Owen also was athletic director and the fundraising impetus behind the construction of the OU Field House, the football stadium, the first OU golf course and the Student Union. I called Owen the most underrated individual in Sooner sports history, an assertion you can read here.
And then Monday, I received an email from Mike Whaley, a long-time football coach in Oklahoma who now works on staff for the Oklahoma Secondary School Activities Association.
Whaley delivered some astounding news. To quote Whaley: “Recently, you wrote a piece on Bennie Owen and his ‘other duties’ outside of being the head football coach at OU. When we did our 100-year thing a few years back, we researched how the OSSAA was structured early on. I have attached a part of our 100-year anniversary information. Bennie Owen actually ran what was the OSSAA between 1921 and 1925 while he was doing other things at OU. What a gig that must have been!”

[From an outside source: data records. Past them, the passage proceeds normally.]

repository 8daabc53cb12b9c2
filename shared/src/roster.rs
use serde::{Deserialize, Serialize};

use crate::error::{WheelError, WheelResult};

#[derive(Debug, Serialize, Deserialize, Clone, Copy, PartialEq, Eq)]
#[serde(rename_all = "snake_case")]
pub enum ParticipantStatus {
    Waiting,
    Accepted,
}

#[derive(Debug, Serialize, Deserialize, Clone, PartialEq)]
pub struct Participant {
    pub id: String,
    pub display_name: String,
    pub status: ParticipantStatus,
    pub joined_at: u64, // unix ms
}

impl Participant {
    pub fn new(id: impl Into<String>, display_name: impl Into<String>, joined_at: u64) -> Self {
        Self {
            id: id.into(),
            display_name: display_name.into(),
            status: ParticipantStatus::Waiting,
            joined_at,
        }
    }

    pub fn is_accepted(&self) -> bool {
        self.status == ParticipantStatus::Accepted
    }
}

/// What happens to an accepted participant that is taken out of the pool.
#[derive(Debug, Serialize, Deserialize, Clone, Copy, PartialEq, Eq, Default)]
#[serde(rename_all = "snake_case")]
pub enum DemoteMode {
    #[default]
    ToWaiting,
    Remove,
}

/// Participants of one round, in registration order.
///
/// The roster itself knows nothing about round state; `WheelGame` is its only
/// owner and checks that the round is Idle before calling any mutator.
#[derive(Debug, Serialize, Deserialize, Clone, Default, PartialEq)]
pub struct ParticipantRoster {
    participants: Vec<Participant>,
}

impl ParticipantRoster {
    pub fn new() -> Self {
        Self::default()
    }

    pub fn len(&self) -> usize {
        self.participants.len()
    }

    pub fn is_empty(&self) -> bool {
        self.participants.is_empty()
    }

    pub fn all(&self) -> &[Participant] {
        &self.participants
    }

    pub fn get(&self, id: &str) -> Option<&Participant> {
        self.participants.iter().find(|p| p.id == id)
    }

    fn position(&self, id: &str) -> WheelResult<usize> {
        self.participants
            .iter()
            .position(|p| p.id == id)
            .ok_or_else(|| WheelError::NotFound(id.to_string()))
    }

    /// The prize pool: accepted participants in roster order.
    pub fn accepted(&self) -> Vec<Participant> {
        self.participants
            .iter()
            .filter(|p| p.is_accepted())
            .cloned()
            .collect()
    }

    pub fn accepted_count(&self) -> usize {
        self.participants.iter().filter(|p| p.is_accepted()).count()
    }

    pub fn register(&mut self, mut participant: Participant) -> WheelResult<&Participant> {
        if self.get(&participant.id).is_some() {
            return Err(WheelError::AlreadyRegistered(participant.id));
        }
        participant.status = ParticipantStatus::Waiting;
        self.participants.push(participant);
        let last = self.participants.len() - 1;
        Ok(&self.participants[last])
    }

    /// Removes a waiting participant. Accepted participants cannot back out.
    pub fn cancel(&mut self, id: &str) -> WheelResult<Participant> {
        let index = self.position(id)?;
        if self.participants[index].is_accepted() {
            return Err(WheelError::invalid_state(
                "cancel",
                format!("participant {} has already been accepted", id),
            ));
        }
        Ok(self.participants.remove(index))
    }

    pub fn accept(&mut self, id: &str) -> WheelResult<&Participant> {
        let index = self.position(id)?;
        self.participants[index].status = ParticipantStatus::Accepted;
        Ok(&self.participants[index])
    }

    /// Returns the number of participants that changed status.
    pub fn accept_all(&mut self) -> usize {
        let mut changed = 0;
        for participant in self.participants.iter_mut().filter(|p| !p.is_accepted()) {
            participant.status = ParticipantStatus::Accepted;
            changed += 1;
        }
        changed
    }

    /// Takes one accepted participant out of the pool. Waiting participants are left alone.
    pub fn demote(&mut self, id: &str, mode: DemoteMode) -> WheelResult<Participant> {
        let index = self.position(id)?;
        if !self.participants[index].is_accepted() {
            return Err(WheelError::invalid_state(
                "demote",
                format!("participant {} is not accepted", id),
            ));
        }
        match mode {
            DemoteMode::ToWaiting => {
                self.participants[index].status = ParticipantStatus::Waiting;
                Ok(self.participants[index].clone())
            }
            DemoteMode::Remove => Ok(self.participants.remove(index)),
        }
    }

    /// Takes every accepted participant out of the pool. Returns the affected participants.
    pub fn demote_all(&mut self, mode: DemoteMode) -> Vec<Participant> {
        match mode {
            DemoteMode::ToWaiting => self
                .participants
                .iter_mut()
                .filter(|p| p.is_accepted())
                .map(|p| {
                    p.status = ParticipantStatus::Waiting;
                    p.clone()
                })
                .collect(),
            DemoteMode::Remove => {
                let (removed, kept): (Vec<_>, Vec<_>) = self
                    .participants
                    .drain(..)
                    .partition(|p| p.is_accepted());
                self.participants = kept;
                removed
            }
        }
    }
}

#[cfg(test)]
mod tests {
    use super::*;

    fn roster_with(names: &[&str]) -> ParticipantRoster {
        let mut roster = ParticipantRoster::new();
        for (i, name) in names.iter().enumerate() {
            roster
                .register(Participant::new(name.to_lowercase(), *name, i as u64))
                .unwrap();
        }
        roster
    }

    #[test]
    fn test_register_rejects_duplicate_id() {
        let mut roster = roster_with(&["Alice"]);
        let err = roster
            .register(Participant::new("alice", "Alice Again", 5))
            .unwrap_err();
        assert_eq!(err, WheelError::AlreadyRegistered("alice".to_string()));
        assert_eq!(roster.len(), 1);
    }

    #[test]
    fn test_register_forces_waiting_status() {
        let mut roster = ParticipantRoster::new();
        let mut p = Participant::new("bob", "Bob", 0);
        p.status = ParticipantStatus::Accepted;
        let registered = roster.register(p).unwrap();
        assert_eq!(registered.status, ParticipantStatus::Waiting);
        assert!(roster.accepted().is_empty());
    }

    #[test]
    fn test_register_then_cancel_leaves_no_residue() {
        let mut roster = roster_with(&["Alice", "Bob"]);
        let before = roster.clone();
        roster.register(Participant::new("carol", "Carol", 9)).unwrap();
        roster.cancel("carol").unwrap();
        assert_eq!(roster, before);
    }

    #[test]
    fn test_cancel_accepted_is_invalid_state() {
        let mut roster = roster_with(&["Alice"]);
        roster.accept("alice").unwrap();
        assert!(matches!(
            roster.cancel("alice"),
            Err(WheelError::InvalidState { action: "cancel", .. })
        ));
        assert_eq!(roster.len(), 1);
    }

    #[test]
    fn test_unknown_id_is_not_found() {
        let mut roster = roster_with(&["Alice"]);
        assert_eq!(roster.accept("zed"), Err(WheelError::NotFound("zed".to_string())));
        assert!(matches!(roster.cancel("zed"), Err(WheelError::NotFound(_))));
        assert!(matches!(roster.demote("zed", DemoteMode::Remove), Err(WheelError::NotFound(_))));
    }

    #[test]
    fn test_accepted_pool_keeps_roster_order() {
        let mut roster = roster_with(&["Alice", "Bob", "Carol", "Dana"]);
        roster.accept("dana").unwrap();
        roster.accept("bob").unwrap();
        let pool: Vec<_> = roster.accepted().into_iter().map(|p| p.id).collect();
        assert_eq!(pool, vec!["bob", "dana"]);
    }

    #[test]
    fn test_accept_all_and_demote_all_modes() {
        let mut roster = roster_with(&["Alice", "Bob", "Carol"]);
        assert_eq!(roster.accept_all(), 3);
        assert_eq!(roster.accept_all(), 0);

        let demoted = roster.demote_all(DemoteMode::ToWaiting);
        assert_eq!(demoted.len(), 3);
        assert_eq!(roster.len(), 3);
        assert_eq!(roster.accepted_count(), 0);

        roster.accept("alice").unwrap();
        roster.accept("carol").unwrap();
        let removed = roster.demote_all(DemoteMode::Remove);
        assert_eq!(removed.len(), 2);
        let left: Vec<_> = roster.all().iter().map(|p| p.id.as_str()).collect();
        assert_eq!(left, vec!["bob"]);
    }

    #[test]
    fn test_demote_single() {
        let mut roster = roster_with(&["Alice", "Bob"]);
        roster.accept_all();
        let p = roster.demote("alice", DemoteMode::ToWaiting).unwrap();
        assert_eq!(p.status, ParticipantStatus::Waiting);
        roster.demote("bob", DemoteMode::Remove).unwrap();
        assert_eq!(roster.len(), 1);
        assert_eq!(roster.accepted_count(), 0);
    }

    #[test]
    fn test_demote_waiting_is_invalid_state() {
        let mut roster = roster_with(&["Alice", "Bob"]);
        roster.accept("bob").unwrap();
        let before = roster.clone();
        for mode in [DemoteMode::ToWaiting, DemoteMode::Remove] {
            assert!(matches!(
                roster.demote("alice", mode),
                Err(WheelError::InvalidState { action: "demote", .. })
            ));
        }
        assert_eq!(roster, before);
    }
}
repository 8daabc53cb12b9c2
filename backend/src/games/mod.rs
pub mod backend_wheel_game;
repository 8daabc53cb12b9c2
use axum::{
    body::Body,
    extract::State,
    http::Request,
    middleware::Next,
    response::Response,
};
use uuid::Uuid;

use super::{bearer_token, validate_jwt, AuthError};
use crate::AppState;

#[derive(Debug, Clone, Copy, PartialEq, Eq)]
pub struct UserId(pub Uuid);

pub async fn require_auth(
    State(state): State<AppState>,
    mut request: Request<Body>,
    next: Next,
) -> Result<Response, AuthError> {
    let token = request
        .headers()
        .get("Authorization")
        .and_then(|value| value.to_str().ok())
        .and_then(bearer_token)
        .ok_or(AuthError::MissingToken)?;

    let user_id = validate_jwt(token, &state.config.jwt_secret)?;
    request.extensions_mut().insert(UserId(user_id));
    Ok(next.run(request).await)
}
use rustrict::CensorStr;

#[derive(Debug)]
pub struct ProfanityFilter;

impl ProfanityFilter {
    pub fn validate_display_name(display_name: &str) -> Result<(), String> {
        if display_name.is_inappropriate() {
            return Err(format!("Inappropriate language detected: {}", display_name.censor()));
        }
        Ok(())
    }
}

#[cfg(test)]
mod tests {
    use super::*;

    #[test]
    fn test_clean_names_pass() {
        for name in ["Alice", "Bob the Builder", "Dana_42"] {
            assert!(ProfanityFilter::validate_display_name(name).is_ok(), "{}", name);
        }
    }

    #[test]
    fn test_profane_name_rejected() {
        assert!(ProfanityFilter::validate_display_name("fuck").is_err());
    }
}
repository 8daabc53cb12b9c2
use tracing::{Event, Subscriber};
use tracing_subscriber::prelude::*;
use tracing_subscriber::{layer::Context, EnvFilter, Layer, Registry};

const DEFAULT_FILTER: &str = "warn,spinwheel_backend=info";

#[derive(Default)]
struct MessageVisitor(String);

impl tracing::field::Visit for MessageVisitor {
    fn record_debug(&mut self, field: &tracing::field::Field, value: &dyn std::fmt::Debug) {
        if field.name() == "message" {
            self.0.push_str(&format!("{:?}", value));
        }
    }

    fn record_str(&mut self, field: &tracing::field::Field, value: &str) {
        if field.name() == "message" {
            self.0.push_str(value);
        }
    }
}

struct CustomLayer;

impl<S: Subscriber> Layer<S> for CustomLayer {
    fn on_event(&self, event: &Event<'_>, _ctx: Context<'_, S>) {
        let metadata = event.metadata();

        if metadata.target().contains("sqlx") {
            return;
        }

        let mut visitor = MessageVisitor::default();
        event.record(&mut visitor);

        if let Some(line) = format_line(metadata.level(), metadata.target(), &visitor.0) {
            println!("{}", line);
        }
    }
}

fn format_line(level: &tracing::Level, target: &str, message: &str) -> Option<String> {
    if message.is_empty() {
        return None;
    }
    let timestamp = chrono::Local::now().format("%Y-%m-%d %H:%M:%S%.3f");

    match *level {
        tracing::Level::ERROR => Some(format!("[{}] ❌ Error: {} - {}", timestamp, target, message)),
        tracing::Level::WARN => Some(format!("[{}] ⚠️ Warning: {} - {}", timestamp, target, message)),
        tracing::Level::INFO => Some(format!("[{}] ℹ️ {} - {}", timestamp, target, message)),
        // spin progress is chatty; only the wheel driver and services get debug lines
        tracing::Level::DEBUG if target.contains("services") || target.contains("games") => {
            Some(format!("[{}] 🔄 {} - {}", timestamp, target, message))
        }
        _ => None,
    }
}

pub fn setup() {
    let env_filter =
        EnvFilter::try_from_default_env().unwrap_or_else(|_| EnvFilter::new(DEFAULT_FILTER));

    let subscriber = Registry::default().with(env_filter).with(CustomLayer);

    if let Err(e) = tracing::subscriber::set_global_default(subscriber) {
        eprintln!("Logging was already initialised: {}", e);
    }
}

#[cfg(test)]
mod tests {
    use super::*;
    use tracing::Level;

    #[test]
    fn test_format_line_levels() {
        let line = format_line(&Level::ERROR, "spinwheel_backend::services", "boom").unwrap();
        assert!(line.contains("❌ Error: spinwheel_backend::services - boom"));
        assert!(format_line(&Level::INFO, "x", "").is_none());
        assert!(format_line(&Level::DEBUG, "spinwheel_backend::store", "quiet").is_none());
        assert!(format_line(&Level::DEBUG, "spinwheel_backend::services::wheel_service", "tick").is_some());
        assert!(format_line(&Level::TRACE, "spinwheel_backend::services", "tick").is_none());
    }
}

Wait. What? Bennie Owen was the leader of the OSSAA while also coaching the Sooners and running an athletic department and getting a stadium built? No wonder Owen stopped coaching basketball in 1921 and baseball in 1922.
From the OSSAA archives:
“There’s something noble in the spirit of man that cries out for fairness for all. That was the impetus for a small band of men who gathered together in the early 1900s to form an organization to create rules that would provide a more level playing field for competition between schools. Mr. H.L. Hall, principal of Shawnee High School, initiated a move to organize an athletic association to aid schools in developing and administering interscholastic athletics. He was joined by Dr. H.H. Cloudman, physical director of the Oklahoma City Public Schools system. According to Hall, Cloudman’s influence was largely responsible for the initial favorable acceptance of the organization.
“Along with about 15 other schools, Hall and Cloudman, at the 1911 meeting of the Oklahoma Education Association held at Muskogee High School, established the Oklahoma High School Athletic Association. The first statewide playoff that led to a state championship was boys’ basketball in 1918. A state championship for girls was established in 1919.
“By 1921, the Association had grown to about 200 members. From the very beginning, the Board of Control dealt with eligibility issues, and several schools were suspended for violations. As a result, there was the threat of a new organization being formed, but it never materialized.
“Ben G. Owen, football coach and athletic director at the University of Oklahoma, was appointed secretary-treasurer in 1921. P.A. Wallace was elected as secretary in 1925, and DeWitt Waller of Enid was elected treasurer, where he served until the 1952-53 school year when the duties of secretary and treasurer were combined under the title of commissioner.
“On September 26, 1927, the Association moved to the Continental Building, 301 North Broadway, Oklahoma City, and Lee K. Anderson began a 40-year stint as executive secretary.”
Are you kidding me? Bennie Owen not only headed the forerunner to the OSSAA, he was the first secretary-treasurer, which was a funny term for what basically was a commissioner.
Clearly, it wasn’t a full-time job. Owen didn’t have time for a full-time job. He had about four part-time jobs, positions that today pay in the neighborhood of $10 million annually.
I have studied early-day Oklahoma high school athletics. Recruiting scandals were abundant. The populace cried out for a level playing field, same as today. And when school leaders first turned to an outside agent to lead the fledgling organization, they sought out Owen.
I don’t know what the job entailed. Maybe some coordination of the basketball championships. Perhaps some officiating oversight. Obviously some eligibility rulings. Maybe the job was meeting once a month at a board meeting, to keep things straight. Maybe it’s like the current board of regents at universities, where someone else does the work and you approve or disapprove, except for major hires.
No matter, the job was handed to Owen, at a time when high school sports were at a crossroads.
I don’t know what kind of job Owen did. I searched The Oklahoman archives but found no mentioned of Owen and the high school association. But I know what kind of reputation Owen must have had to have been recruited for such an endeavor. Impeccable.
Odds are, Owen did something right. After four years, his job was split into two, a secretary (commissioner) and a treasurer. Two years after that, the association hired Anderson, who became a legend.
Owen was quite a man. He is for all practical purposes the founding father of Sooner football and Sooner athletics. He was born in 1875 and at age 17 participated in the land run of the Cherokee Outlet in northern Oklahoma. He died in 1970, after man had walked on the Moon. And for four years, while coaching Sooner football and running the OU athletic department and building facilities that remain in use today, Owen ran the Oklahoma High School Athletic Association.
He was more than just the most underrated figure in OU athletics history. Owen is in the running for most underrated figure in state history.